Re: USA Horoscope: Q1 vs. Q2
Posted: Fri Apr 29, 2022 7:43 am
by mikestar13
I am convinced 1 mean solar day = 1 mean sidereal year is the correct rate for Q2. Were we to use the true sidereal year at birth, we should equate it to the apparent solar day, which varies considerably from 24 hours, depending on the season.
Re: USA Horoscope: Q1 vs.

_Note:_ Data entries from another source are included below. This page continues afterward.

//! Error types for the library seams.

use thiserror::Error;

/// Failure talking to the key-value store
#[derive(Debug, Error)]
pub enum StorageError {
    #[error("sqlite error: {0}")]
    Sqlite(#[from] rusqlite::Error),

    #[error("serialization error: {0}")]
    Serialization(#[from] serde_json::Error),

    /// Writing `key` would exceed the store's byte quota
    #[error("quota exceeded writing '{key}' ({size} bytes, limit {limit})")]
    QuotaExceeded { key: String, size: usize, limit: usize },

    #[error("storage unavailable: {0}")]
    Unavailable(String),
}

/// Rejected import payload
#[derive(Debug, Error)]
pub enum ImportError {
    #[error("malformed import payload: {0}")]
    Malformed(#[from] serde_json::Error),

    #[error("import payload must be a JSON object")]
    NotAnObject,
}
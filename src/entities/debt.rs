// 💸 Debt Entity - outstanding balances (mortgage, loans, cards)

use chrono::{DateTime, Utc};
use serde::{Deserialize, Serialize};

#[derive(Debug, Clone, PartialEq, Serialize, Deserialize)]
#[serde(rename_all = "camelCase")]
pub struct Debt {
    /// Stable identity (UUID)
    pub id: String,

    /// Display name; also drives mortgage classification
    pub name: String,

    /// Outstanding balance in EUR
    pub balance: f64,

    /// Annual interest rate in percent (e.g. 3.2)
    #[serde(default, skip_serializing_if = "Option::is_none")]
    pub interest_rate: Option<f64>,

    #[serde(with = "crate::dates::iso8601")]
    pub date: DateTime<Utc>,
}

impl Debt {
    pub fn new(
        name: impl Into<String>,
        balance: f64,
        interest_rate: Option<f64>,
        date: DateTime<Utc>,
    ) -> Self {
        Debt {
            id: uuid::Uuid::new_v4().to_string(),
            name: name.into(),
            balance,
            interest_rate,
            date,
        }
    }

    /// Mortgage-like debts are secured on the home: the name mentions
    /// "mortgage" or "home loan" in any letter case.
    pub fn is_mortgage(&self) -> bool {
        let name = self.name.to_lowercase();
        name.contains("mortgage") || name.contains("home loan")
    }
}
fn run_command(command: Command, config: &AppConfig) -> Result<()> {
    let mut session = open_session(config)?;

    match command {
        Command::Dashboard => print_dashboard(&session),
        Command::Summary => {
            println!("{}", serde_json::to_string_pretty(&session.dashboard())?);
        }
        Command::Snapshot => {
            let outcome = session.record_snapshot();
            let summary = session.summary();
            match outcome {
                Reconciliation::Appended => println!("✓ Recorded snapshot for today"),
                Reconciliation::Replaced(_) => println!("✓ Updated today's snapshot"),
            }
            println!("  Net worth: {}", format_currency(summary.total_net_worth));
        }
        Command::Asset { action } => run_asset(&mut session, action)?,
        Command::Debt { action } => run_debt(&mut session, action)?,
        Command::Transactions { sort, asc, category, search, month } => {
            let query = TransactionQuery {
                sort_field: sort.into(),
                direction: if asc { SortDirection::Asc } else { SortDirection::Desc },
                category,
                search: search.unwrap_or_default(),
            };
            let rows = match month {
                Some(month) => {
                    let (year, month) = parse_month(&month)?;
                    let in_month: Vec<_> = transactions_by_month(session.transactions(), year, month)
                        .into_iter()
                        .cloned()
                        .collect();
                    query.apply(&in_month).into_iter().cloned().collect::<Vec<_>>()
                }
                None => session.ledger(&query).into_iter().cloned().collect(),
            };

            println!("{:<12} {:<28} {:<15} {:<8} {:>12}", "Date", "Description", "Category", "Source", "Amount");
            println!("{}", "─".repeat(79));
            for tx in &rows {
                println!(
                    "{:<12} {:<28} {:<15} {:<8} {:>12}",
                    format_date(&tx.date),
                    tx.description,
                    tx.category,
                    tx.source.as_str(),
                    format_currency_cents(tx.amount)
                );
            }
            let flow = cash_flow(&rows);
            println!("{}", "─".repeat(79));
            println!(
                "{} transactions | in {} | out {} | net {}",
                rows.len(),
                format_currency_cents(flow.income),
                format_currency_cents(flow.expenses),
                format_currency_cents(flow.net)
            );
        }
        Command::Chart { kind } => {
            let (svg, output) = match kind {
                ChartKind::Trend { output, width, height } => {
                    let dims = override_dims(config.charts.trend(), width, height)?;
                    (session.trend_chart(dims).to_svg(), output)
                }
                ChartKind::Allocation { output, width, height } => {
                    let dims = override_dims(config.charts.allocation(), width, height)?;
                    (session.allocation_chart(dims).to_svg(), output)
                }
            };
            write_output(output.as_deref(), &svg)?;
        }
        Command::Export { output } => {
            let json = session.export().context("exporting data")?;
            write_output(output.as_deref(), &json)?;
        }
        Command::Import { file } => {
            let json = fs::read_to_string(&file).with_context(|| format!("reading {}", file.display()))?;
            let summary = session
                .try_import(&json)
                .with_context(|| format!("importing {}", file.display()))?;

            println!("✓ Imported {}", file.display());
            for (label, count) in [
                ("assets", summary.assets),
                ("debts", summary.debts),
                ("snapshots", summary.net_worth_snapshots),
            ] {
                if let Some(count) = count {
                    println!("  {} {}", count, label);
                }
            }
        }
        Command::ImportCsv { file } => {
            let selection = select_statement(&file);
            println!("Selected: {}", selection.file_name);
            println!("{}", selection.message);
        }
        Command::Seed => {
            session.seed(
                sample_data::sample_assets(),
                sample_data::sample_debts(),
                sample_data::sample_transactions(),
                sample_data::sample_snapshots(),
            );
            println!(
                "✓ Seeded {} assets, {} debts, {} transactions, {} snapshots",
                session.assets().len(),
                session.debts().len(),
                session.transactions().len(),
                session.snapshots().len()
            );
        }
        Command::Clear { yes } => {
            if !yes {
                bail!("refusing to delete all data without --yes");
            }
            session.clear();
            println!("✓ Cleared all data");
        }
    }

    Ok(())
}
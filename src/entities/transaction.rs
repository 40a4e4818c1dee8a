// 🧾 Transaction Entity - a single bank movement
//
// Amount sign carries the direction: negative = expense, positive = income.
// Category is free-form; source is one of the known feeds.

use chrono::{DateTime, Utc};
use serde::{Deserialize, Serialize};
use std::fmt;

// ============================================================================
// TRANSACTION SOURCE
// ============================================================================

#[derive(Debug, Clone, Copy, PartialEq, Eq, Hash, Serialize, Deserialize)]
#[serde(rename_all = "lowercase")]
pub enum TransactionSource {
    /// AIB current account export
    Aib,

    /// Revolut export
    Revolut,

    /// Entered by hand
    Manual,
}

impl TransactionSource {
    pub fn as_str(&self) -> &'static str {
        match self {
            TransactionSource::Aib => "aib",
            TransactionSource::Revolut => "revolut",
            TransactionSource::Manual => "manual",
        }
    }

    pub fn parse(raw: &str) -> Option<Self> {
        match raw.trim().to_lowercase().as_str() {
            "aib" => Some(TransactionSource::Aib),
            "revolut" => Some(TransactionSource::Revolut),
            "manual" => Some(TransactionSource::Manual),
            _ => None,
        }
    }
}

impl fmt::Display for TransactionSource {
    fn fmt(&self, f: &mut fmt::Formatter<'_>) -> fmt::Result {
        f.write_str(self.as_str())
    }
}

// ============================================================================
// TRANSACTION ENTITY
// ============================================================================

#[derive(Debug, Clone, PartialEq, Serialize, Deserialize)]
#[serde(rename_all = "camelCase")]
pub struct Transaction {
    /// Stable identity (UUID)
    pub id: String,

    #[serde(with = "crate::dates::iso8601")]
    pub date: DateTime<Utc>,

    /// Signed amount in EUR, negative for expenses
    pub amount: f64,

    /// Raw bank text
    pub description: String,

    /// e.g. "groceries"
    pub category: String,

    pub source: TransactionSource,
}

impl Transaction {
    pub fn new(
        date: DateTime<Utc>,
        amount: f64,
        description: impl Into<String>,
        category: impl Into<String>,
        source: TransactionSource,
    ) -> Self {
        Transaction {
            id: uuid::Uuid::new_v4().to_string(),
            date,
            amount,
            description: description.into(),
            category: category.into(),
            source,
        }
    }

    pub fn is_expense(&self) -> bool {
        self.amount < 0.0
    }

    pub fn is_income(&self) -> bool {
        self.amount > 0.0
    }
}

#[cfg(test)]
mod tests {
    use super::*;
    use chrono::TimeZone;

    #[test]
    fn test_transaction_creation() {
        let tx = Transaction::new(
            Utc.with_ymd_and_hms(2024, 1, 1, 0, 0, 0).unwrap(),
            -50.0,
            "TESCO STORE 123",
            "groceries",
            TransactionSource::Aib,
        );

        assert_eq!(tx.amount, -50.0);
        assert_eq!(tx.category, "groceries");
        assert!(tx.is_expense());
        assert!(!tx.is_income());
        assert_eq!(tx.id.len(), 36);
    }

    #[test]
    fn test_source_serializes_lowercase() {
        let json = serde_json::to_string(&TransactionSource::Revolut).unwrap();
        assert_eq!(json, "\"revolut\"");

        let source: TransactionSource = serde_json::from_str("\"manual\"").unwrap();
        assert_eq!(source, TransactionSource::Manual);
    }

    #[test]
    fn test_source_rejects_unknown_feed() {
        assert!(serde_json::from_str::<TransactionSource>("\"n26\"").is_err());
        assert_eq!(TransactionSource::parse(" AIB "), Some(TransactionSource::Aib));
        assert_eq!(TransactionSource::parse("n26"), None);
    }

    #[test]
    fn test_transaction_json_layout() {
        let json = r#"{
            "id": "12",
            "date": "2024-01-30",
            "amount": 3500.0,
            "description": "SALARY",
            "category": "income",
            "source": "aib"
        }"#;

        let tx: Transaction = serde_json::from_str(json).unwrap();
        assert!(tx.is_income());
        assert_eq!(tx.date, Utc.with_ymd_and_hms(2024, 1, 30, 0, 0, 0).unwrap());

        let value = serde_json::to_value(&tx).unwrap();
        assert_eq!(value["date"], "2024-01-30T00:00:00.000Z");
        assert_eq!(value["source"], "aib");
    }
}
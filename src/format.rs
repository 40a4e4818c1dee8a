// Display formatting (en-IE, EUR)

use chrono::{DateTime, Utc};

/// Whole euros with thousands separators: `€450,000`, `-€295,000`
pub fn format_currency(value: f64) -> String {
    let rounded = value.round();
    let sign = if rounded < 0.0 { "-" } else { "" };
    format!("{}€{}", sign, group_thousands(rounded.abs() as u64))
}

/// Euros and cents: `€3,500.00`, `-€85.50`
pub fn format_currency_cents(value: f64) -> String {
    let cents = (value * 100.0).round();
    let sign = if cents < 0.0 { "-" } else { "" };
    let cents = cents.abs() as u64;
    format!("{}€{}.{:02}", sign, group_thousands(cents / 100), cents % 100)
}

/// Axis label for the trend chart: `Jan 24`
pub fn format_month_year(date: &DateTime<Utc>) -> String {
    date.format("%b %y").to_string()
}

/// List date: `2 Jan 2024`
pub fn format_date(date: &DateTime<Utc>) -> String {
    date.format("%-d %b %Y").to_string()
}

/// Percentage with one decimal: `42.5%`
pub fn format_percentage(value: f64) -> String {
    format!("{:.1}%", value)
}

fn group_thousands(n: u64) -> String {
    let digits = n.to_string();
    let mut out = String::with_capacity(digits.len() + digits.len() / 3);
    for (i, ch) in digits.chars().enumerate() {
        if i > 0 && (digits.len() - i) % 3 == 0 {
            out.push(',');
        }
        out.push(ch);
    }
    out
}

#[cfg(test)]
mod tests {
    use super::*;
    use chrono::TimeZone;

    #[test]
    fn test_format_currency() {
        assert_eq!(format_currency(0.0), "€0");
        assert_eq!(format_currency(999.0), "€999");
        assert_eq!(format_currency(460000.0), "€460,000");
        assert_eq!(format_currency(1234567.0), "€1,234,567");
        assert_eq!(format_currency(-295000.0), "-€295,000");
    }

    #[test]
    fn test_format_currency_rounds_half_away_from_zero() {
        assert_eq!(format_currency(89.5), "€90");
        assert_eq!(format_currency(-89.5), "-€90");
        assert_eq!(format_currency(-0.4), "€0");
    }

    #[test]
    fn test_format_currency_cents() {
        assert_eq!(format_currency_cents(3500.0), "€3,500.00");
        assert_eq!(format_currency_cents(-85.5), "-€85.50");
        assert_eq!(format_currency_cents(-89.99), "-€89.99");
        assert_eq!(format_currency_cents(0.0), "€0.00");
    }

    #[test]
    fn test_format_dates() {
        let date = Utc.with_ymd_and_hms(2024, 1, 2, 0, 0, 0).unwrap();
        assert_eq!(format_month_year(&date), "Jan 24");
        assert_eq!(format_date(&date), "2 Jan 2024");
    }

    #[test]
    fn test_format_percentage() {
        assert_eq!(format_percentage(42.456), "42.5%");
        assert_eq!(format_percentage(100.0), "100.0%");
    }
}
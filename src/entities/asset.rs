// 🏠 Asset Entity - anything owned with a EUR value
//
// Home equity is tracked as an asset but excluded from liquid totals.

use chrono::{DateTime, Utc};
use serde::{Deserialize, Serialize};

#[derive(Debug, Clone, PartialEq, Serialize, Deserialize)]
#[serde(rename_all = "camelCase")]
pub struct Asset {
    /// Stable identity (UUID)
    pub id: String,

    /// Display name (e.g. "Savings Account")
    pub name: String,

    /// Current value in EUR, expected to be >= 0
    pub value: f64,

    /// Primary residence; excluded from liquid calculations
    pub is_home_equity: bool,

    /// As-of date of the value
    #[serde(with = "crate::dates::iso8601")]
    pub date: DateTime<Utc>,
}

impl Asset {
    pub fn new(name: impl Into<String>, value: f64, is_home_equity: bool, date: DateTime<Utc>) -> Self {
        Asset {
            id: uuid::Uuid::new_v4().to_string(),
            name: name.into(),
            value,
            is_home_equity,
            date,
        }
    }

    /// Liquid assets are everything except home equity
    pub fn is_liquid(&self) -> bool {
        !self.is_home_equity
    }
}

#[cfg(test)]
mod tests {
    use super::*;
    use chrono::TimeZone;

    #[test]
    fn test_asset_creation() {
        let date = Utc.with_ymd_and_hms(2024, 6, 30, 0, 0, 0).unwrap();
        let home = Asset::new("Primary Home", 450000.0, true, date);
        let savings = Asset::new("Savings Account", 25000.0, false, date);

        assert!(!home.is_liquid());
        assert!(savings.is_liquid());
        assert_ne!(home.id, savings.id);
    }

    #[test]
    fn test_asset_camel_case_fields() {
        let date = Utc.with_ymd_and_hms(2024, 6, 30, 0, 0, 0).unwrap();
        let asset = Asset::new("Primary Home", 450000.0, true, date);

        let value = serde_json::to_value(&asset).unwrap();
        assert_eq!(value["isHomeEquity"], true);
        assert_eq!(value["date"], "2024-06-30T00:00:00.000Z");

        let back: Asset = serde_json::from_value(value).unwrap();
        assert_eq!(back, asset);
    }
}
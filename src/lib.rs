// Finance Buddy - Core Library
// Exposes all modules for use in the CLI, TUI, API server, and tests

pub mod charts;
pub mod config;
pub mod dates;
pub mod entities;
pub mod error;
pub mod format;
pub mod forms;
pub mod ledger;
pub mod logging;
pub mod net_worth;
pub mod sample_data;
pub mod session;
pub mod statements;
pub mod storage;

// Re-export commonly used types
pub use charts::{AllocationChart, Dimensions, TrendChart};
pub use config::{AppConfig, ConfigError};
pub use entities::{Asset, Debt, DebtBreakdown, NetWorthSnapshot, Transaction, TransactionSource};
pub use error::{ImportError, StorageError};
pub use forms::{AssetForm, DebtForm, FormErrors};
pub use ledger::{CashFlow, SortDirection, SortField, TransactionQuery};
pub use net_worth::{NetWorthSummary, Reconciliation};
pub use session::{DashboardSummary, Session};
pub use storage::{KeyValueStore, MemoryStore, SqliteStore, Storage};

/// Library version
pub const VERSION: &str = env!("CARGO_PKG_VERSION");
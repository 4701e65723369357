//! # GdsLift I/O
//!
//! Decoder for the GDSII binary stream format. The stream is a sequence of
//! length-prefixed records - 2-byte total length, 2-byte type code, payload
//! - in either byte order with no self-describing endianness marker, so the
//! cursor sniffs the order once per buffer before any record is read.
//!
//! Decoding is two-pass: pass 1 captures library metadata and structure
//! names/offsets, pass 2 materializes a structure's elements on demand.

pub mod cursor;
pub mod records;
pub mod reader;

pub use cursor::{ByteOrder, GdsCursor, RecordHeader, StreamError};
pub use reader::{GdsReader, GrammarError, ParseError};
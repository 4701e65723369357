//! # GdsLift Bridge
//!
//! A flat, handle-based boundary API over parsing and extraction, meant
//! for hosts that cannot hold Rust references across calls (FFI, wasm
//! embeddings, scripting runtimes). Libraries are loaded into a
//! [`LibraryRegistry`] and addressed by opaque integer [`Handle`]s; every
//! failure is also mirrored into a `last_error` string the host can poll.

pub mod registry;

pub use registry::{BridgeError, Handle, HandleError, LibraryRegistry};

Q2
Posted: Fri Apr 29, 2022 8:08 am
by Jim Eshelman
mikestar13 wrote: Fri Apr 29, 2022 7:43 am
I am convinced 1 mean solar day = 1 mean sidereal year is the correct rate for Q2. Were we to use the true sidereal year at birth, we should equate it to the apparent solar day, which varies considerably from 24 hours, depending on the season.
There remains, among Siderealists (inherited from the very late Fagan era and never updated in the sense of practical finalization) a question of whether a mean or apparent solar rate should be used for the unfolding of progressions throughout the year. I have no serious question in my mind - it's the mean rate - but (when possible) I can see that TMSA, to be serviceable to the Sidereal Astrology community as a whole, should be able to calculate the SNQ, SQ, and PSSR either way.
At the very least, this gives us the chance to finely determine/prove which is correct. (We dinosaurs are probably 50-509 split on the question, more or less.) More broadly, it makes the program flexible and attractive for more Siderealists, (Since it's especially important to test the PSSR both ways, the basic code would be available.) The math is simple, t Sun RA - last SSR RA (i.e., precessed natal Sun's RA) divided by 360°00'03.5" for the % of the year elapsed (for the SNQ and SQ; or with a multiplier for the PSSR). Perhaps a check box in the progressions options?
(I probably should have put this in a TMSA thread, but it was easy to respond to you directly here.)
Re: USA Horoscope: Q1 vs. Q2
Posted: Fri Apr 29, 2022 8:45 am
by mikestar13
Will offer both rates by option for Quotadians and PSSRs . I will even offer Q1 either way. The default will be Q2 mean and PSSR mean.